◆ **Task**: From the entries below, retype only the lines from the one with "Self::default()" through the one with "impl LeadStore for MemoryLeadStore", exactly as written.

Stored items:
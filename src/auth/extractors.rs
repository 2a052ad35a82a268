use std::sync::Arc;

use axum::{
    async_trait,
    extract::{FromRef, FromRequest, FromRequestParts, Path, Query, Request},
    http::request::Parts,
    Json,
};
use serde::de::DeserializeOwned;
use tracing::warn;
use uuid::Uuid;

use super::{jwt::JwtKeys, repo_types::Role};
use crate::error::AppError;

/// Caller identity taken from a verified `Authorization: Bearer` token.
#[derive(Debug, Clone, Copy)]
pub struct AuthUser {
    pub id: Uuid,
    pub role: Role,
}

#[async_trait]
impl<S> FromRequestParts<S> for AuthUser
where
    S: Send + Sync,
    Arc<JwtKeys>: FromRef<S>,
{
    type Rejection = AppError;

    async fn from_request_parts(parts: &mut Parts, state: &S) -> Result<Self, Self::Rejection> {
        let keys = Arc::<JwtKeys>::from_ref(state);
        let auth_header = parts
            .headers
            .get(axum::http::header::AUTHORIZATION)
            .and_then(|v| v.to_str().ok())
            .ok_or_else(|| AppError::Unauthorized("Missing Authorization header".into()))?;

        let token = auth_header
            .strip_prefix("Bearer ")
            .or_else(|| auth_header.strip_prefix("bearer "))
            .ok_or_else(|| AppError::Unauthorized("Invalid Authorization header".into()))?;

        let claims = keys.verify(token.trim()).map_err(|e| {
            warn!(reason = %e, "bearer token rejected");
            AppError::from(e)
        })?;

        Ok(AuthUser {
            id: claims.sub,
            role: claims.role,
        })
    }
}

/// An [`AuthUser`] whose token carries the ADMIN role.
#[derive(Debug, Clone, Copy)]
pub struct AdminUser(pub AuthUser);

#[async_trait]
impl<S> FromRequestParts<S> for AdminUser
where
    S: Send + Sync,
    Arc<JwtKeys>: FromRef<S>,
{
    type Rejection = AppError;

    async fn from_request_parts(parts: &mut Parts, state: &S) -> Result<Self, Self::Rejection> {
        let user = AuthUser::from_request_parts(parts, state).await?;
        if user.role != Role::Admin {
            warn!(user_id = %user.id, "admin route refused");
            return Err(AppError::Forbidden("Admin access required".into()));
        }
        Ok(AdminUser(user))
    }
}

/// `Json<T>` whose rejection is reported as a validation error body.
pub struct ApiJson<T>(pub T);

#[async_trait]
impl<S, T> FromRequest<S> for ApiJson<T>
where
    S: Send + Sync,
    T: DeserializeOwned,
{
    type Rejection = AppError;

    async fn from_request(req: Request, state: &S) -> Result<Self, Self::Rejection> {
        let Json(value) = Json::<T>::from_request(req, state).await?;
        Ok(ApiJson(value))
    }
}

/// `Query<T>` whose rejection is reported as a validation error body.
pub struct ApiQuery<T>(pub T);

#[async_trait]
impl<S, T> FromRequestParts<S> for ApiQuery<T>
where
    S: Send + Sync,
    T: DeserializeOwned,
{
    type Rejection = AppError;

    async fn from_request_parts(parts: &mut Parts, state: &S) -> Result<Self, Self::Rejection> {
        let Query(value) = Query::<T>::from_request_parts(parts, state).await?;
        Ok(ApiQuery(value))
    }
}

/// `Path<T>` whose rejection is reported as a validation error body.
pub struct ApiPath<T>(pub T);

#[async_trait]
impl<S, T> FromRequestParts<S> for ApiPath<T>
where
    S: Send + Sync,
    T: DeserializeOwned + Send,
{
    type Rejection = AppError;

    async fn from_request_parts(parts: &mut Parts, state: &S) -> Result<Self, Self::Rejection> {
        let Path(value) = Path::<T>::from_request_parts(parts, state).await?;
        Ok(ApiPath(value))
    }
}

...

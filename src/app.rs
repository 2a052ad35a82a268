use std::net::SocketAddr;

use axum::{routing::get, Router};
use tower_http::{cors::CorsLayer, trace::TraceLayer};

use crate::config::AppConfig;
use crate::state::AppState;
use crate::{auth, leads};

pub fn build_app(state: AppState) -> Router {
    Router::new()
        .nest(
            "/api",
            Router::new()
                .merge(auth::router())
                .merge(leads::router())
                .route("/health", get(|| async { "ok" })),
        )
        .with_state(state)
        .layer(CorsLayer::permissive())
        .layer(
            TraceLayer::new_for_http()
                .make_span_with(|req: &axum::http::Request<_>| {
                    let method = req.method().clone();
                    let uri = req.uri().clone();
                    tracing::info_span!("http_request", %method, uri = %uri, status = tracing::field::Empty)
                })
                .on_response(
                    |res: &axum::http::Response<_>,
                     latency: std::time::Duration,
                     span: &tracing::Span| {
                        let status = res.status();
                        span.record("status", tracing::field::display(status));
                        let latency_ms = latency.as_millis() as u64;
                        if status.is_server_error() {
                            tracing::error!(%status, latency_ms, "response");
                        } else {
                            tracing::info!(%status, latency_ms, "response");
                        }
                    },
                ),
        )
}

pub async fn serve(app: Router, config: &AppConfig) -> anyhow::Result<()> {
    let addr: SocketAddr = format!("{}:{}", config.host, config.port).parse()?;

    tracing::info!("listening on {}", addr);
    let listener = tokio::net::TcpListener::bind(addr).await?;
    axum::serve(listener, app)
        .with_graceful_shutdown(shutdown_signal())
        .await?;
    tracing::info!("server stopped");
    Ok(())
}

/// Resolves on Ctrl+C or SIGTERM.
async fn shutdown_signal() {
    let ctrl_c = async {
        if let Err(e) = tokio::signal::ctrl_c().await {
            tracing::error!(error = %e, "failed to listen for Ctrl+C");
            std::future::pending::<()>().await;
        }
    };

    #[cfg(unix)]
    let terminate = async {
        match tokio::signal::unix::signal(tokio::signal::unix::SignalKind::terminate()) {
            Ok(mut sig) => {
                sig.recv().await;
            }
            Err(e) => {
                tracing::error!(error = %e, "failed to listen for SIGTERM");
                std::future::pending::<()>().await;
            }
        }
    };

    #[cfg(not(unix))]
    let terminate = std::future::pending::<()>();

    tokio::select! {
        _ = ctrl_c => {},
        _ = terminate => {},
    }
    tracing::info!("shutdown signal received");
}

* * *

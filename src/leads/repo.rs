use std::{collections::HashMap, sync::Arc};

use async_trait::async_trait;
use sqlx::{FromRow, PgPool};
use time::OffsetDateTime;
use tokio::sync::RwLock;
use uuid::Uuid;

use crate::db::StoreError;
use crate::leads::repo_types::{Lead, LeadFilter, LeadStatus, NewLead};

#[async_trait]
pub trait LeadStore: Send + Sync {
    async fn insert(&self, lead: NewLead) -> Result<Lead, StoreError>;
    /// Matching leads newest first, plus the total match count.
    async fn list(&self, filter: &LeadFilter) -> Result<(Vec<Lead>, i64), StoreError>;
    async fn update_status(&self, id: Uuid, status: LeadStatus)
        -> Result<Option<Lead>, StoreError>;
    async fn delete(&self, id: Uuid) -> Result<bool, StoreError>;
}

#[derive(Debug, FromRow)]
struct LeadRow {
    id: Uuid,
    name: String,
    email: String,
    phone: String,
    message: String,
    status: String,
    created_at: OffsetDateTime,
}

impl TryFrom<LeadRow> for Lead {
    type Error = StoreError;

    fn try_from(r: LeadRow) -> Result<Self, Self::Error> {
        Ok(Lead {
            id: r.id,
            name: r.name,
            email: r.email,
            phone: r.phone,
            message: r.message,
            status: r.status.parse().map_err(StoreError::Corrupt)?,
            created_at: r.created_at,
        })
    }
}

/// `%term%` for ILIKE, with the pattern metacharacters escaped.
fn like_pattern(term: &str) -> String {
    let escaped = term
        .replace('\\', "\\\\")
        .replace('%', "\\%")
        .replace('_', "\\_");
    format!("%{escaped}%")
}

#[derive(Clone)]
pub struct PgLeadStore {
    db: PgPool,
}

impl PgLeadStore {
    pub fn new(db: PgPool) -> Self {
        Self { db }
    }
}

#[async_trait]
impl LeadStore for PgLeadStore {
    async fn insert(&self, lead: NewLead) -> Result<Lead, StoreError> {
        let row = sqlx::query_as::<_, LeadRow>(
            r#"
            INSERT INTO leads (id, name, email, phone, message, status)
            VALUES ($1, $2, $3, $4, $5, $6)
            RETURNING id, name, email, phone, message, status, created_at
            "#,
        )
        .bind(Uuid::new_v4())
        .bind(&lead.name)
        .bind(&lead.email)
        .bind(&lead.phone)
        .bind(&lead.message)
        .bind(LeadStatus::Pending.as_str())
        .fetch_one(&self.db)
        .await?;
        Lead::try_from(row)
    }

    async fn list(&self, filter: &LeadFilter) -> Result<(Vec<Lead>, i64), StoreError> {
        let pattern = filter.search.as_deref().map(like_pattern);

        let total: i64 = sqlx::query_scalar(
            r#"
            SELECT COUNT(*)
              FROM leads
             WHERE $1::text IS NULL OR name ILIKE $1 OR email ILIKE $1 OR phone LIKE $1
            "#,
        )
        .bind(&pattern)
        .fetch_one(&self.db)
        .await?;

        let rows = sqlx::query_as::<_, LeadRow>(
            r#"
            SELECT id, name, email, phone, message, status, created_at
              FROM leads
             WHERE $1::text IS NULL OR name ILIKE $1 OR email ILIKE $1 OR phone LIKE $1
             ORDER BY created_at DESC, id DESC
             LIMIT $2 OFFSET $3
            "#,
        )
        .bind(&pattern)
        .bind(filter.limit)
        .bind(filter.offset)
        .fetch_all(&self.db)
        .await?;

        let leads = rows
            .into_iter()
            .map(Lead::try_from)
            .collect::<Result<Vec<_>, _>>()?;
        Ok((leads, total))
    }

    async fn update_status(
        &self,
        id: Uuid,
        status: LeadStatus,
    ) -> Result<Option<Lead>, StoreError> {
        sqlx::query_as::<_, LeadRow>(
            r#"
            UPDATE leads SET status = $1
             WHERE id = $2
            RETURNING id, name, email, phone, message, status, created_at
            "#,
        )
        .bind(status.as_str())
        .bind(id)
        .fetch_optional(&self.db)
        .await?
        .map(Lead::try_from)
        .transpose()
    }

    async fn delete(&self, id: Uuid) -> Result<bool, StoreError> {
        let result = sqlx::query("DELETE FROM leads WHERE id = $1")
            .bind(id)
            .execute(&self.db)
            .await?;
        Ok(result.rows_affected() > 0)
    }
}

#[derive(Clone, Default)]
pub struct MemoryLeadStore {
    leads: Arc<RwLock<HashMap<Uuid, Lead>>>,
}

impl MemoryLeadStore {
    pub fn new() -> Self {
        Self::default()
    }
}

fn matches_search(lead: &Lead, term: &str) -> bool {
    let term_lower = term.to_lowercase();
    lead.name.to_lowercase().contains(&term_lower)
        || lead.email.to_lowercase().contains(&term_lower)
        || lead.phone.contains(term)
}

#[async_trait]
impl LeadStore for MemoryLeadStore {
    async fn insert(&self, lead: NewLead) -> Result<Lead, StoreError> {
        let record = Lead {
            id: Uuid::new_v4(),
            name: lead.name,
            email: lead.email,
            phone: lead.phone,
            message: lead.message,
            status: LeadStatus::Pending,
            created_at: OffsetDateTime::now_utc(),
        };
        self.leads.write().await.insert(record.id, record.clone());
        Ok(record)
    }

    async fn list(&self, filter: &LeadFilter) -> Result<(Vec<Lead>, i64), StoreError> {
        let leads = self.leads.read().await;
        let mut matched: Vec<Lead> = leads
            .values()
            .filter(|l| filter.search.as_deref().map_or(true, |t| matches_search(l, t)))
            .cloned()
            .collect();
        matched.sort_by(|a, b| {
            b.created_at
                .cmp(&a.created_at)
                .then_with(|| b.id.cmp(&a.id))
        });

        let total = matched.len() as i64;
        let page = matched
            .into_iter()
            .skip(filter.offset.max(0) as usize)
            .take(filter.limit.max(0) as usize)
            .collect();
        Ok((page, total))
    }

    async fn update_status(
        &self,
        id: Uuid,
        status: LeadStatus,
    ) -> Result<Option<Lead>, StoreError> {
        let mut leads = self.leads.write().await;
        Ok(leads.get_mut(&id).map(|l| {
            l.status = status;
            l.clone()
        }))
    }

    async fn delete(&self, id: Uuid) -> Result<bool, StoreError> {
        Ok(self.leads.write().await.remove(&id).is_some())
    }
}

◆ **Output for this task**:
        Self::default()
    }
}

fn matches_search(lead: &Lead, term: &str) -> bool {
    let term_lower = term.to_lowercase();
    lead.name.to_lowercase().contains(&term_lower)
        || lead.email.to_lowercase().contains(&term_lower)
        || lead.phone.contains(term)
}

#[async_trait]
impl LeadStore for MemoryLeadStore {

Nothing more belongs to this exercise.